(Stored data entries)

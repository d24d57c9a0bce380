//! Canned [`TextGenerator`] for tests and offline runs.

use std::{
    collections::VecDeque,
    sync::{Mutex, MutexGuard},
};

use async_trait::async_trait;

use super::claude_api::{ClaudeApiError, TextGenerator};

/// One call received by a [`ScriptedGenerator`]
#[derive(Debug, Clone, PartialEq, Eq)]
pub struct RecordedCall {
    pub system: String,
    pub prompt: String,
    pub max_tokens: u32,
}

/// Hands out queued answers in order and records every call. Once the queue
/// is empty each call fails with a transport error.
#[derive(Debug, Default)]
pub struct ScriptedGenerator {
    answers: Mutex<VecDeque<Result<String, ClaudeApiError>>>,
    calls: Mutex<Vec<RecordedCall>>,
}

fn lock<T>(mutex: &Mutex<T>) -> MutexGuard<'_, T> {
    mutex.lock().unwrap_or_else(|poisoned| poisoned.into_inner())
}

impl ScriptedGenerator {
    pub fn new(answers: impl IntoIterator<Item = Result<String, ClaudeApiError>>) -> Self {
        Self {
            answers: Mutex::new(answers.into_iter().collect()),
            calls: Mutex::new(Vec::new()),
        }
    }

    pub fn calls(&self) -> Vec<RecordedCall> {
        lock(&self.calls).clone()
    }
}

#[async_trait]
impl TextGenerator for ScriptedGenerator {
    async fn generate(
        &self,
        system: &str,
        prompt: &str,
        max_tokens: u32,
    ) -> Result<String, ClaudeApiError> {
        lock(&self.calls).push(RecordedCall {
            system: system.to_string(),
            prompt: prompt.to_string(),
            max_tokens,
        });

        lock(&self.answers)
            .pop_front()
            .unwrap_or_else(|| Err(ClaudeApiError::Transport("no scripted answer left".to_string())))
    }
}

→ **Instructions for the task**: Search term "VecDeque": return each line of the data that contains it.

→ **Written response**:
    collections::VecDeque,
    answers: Mutex<VecDeque<Result<String, ClaudeApiError>>>,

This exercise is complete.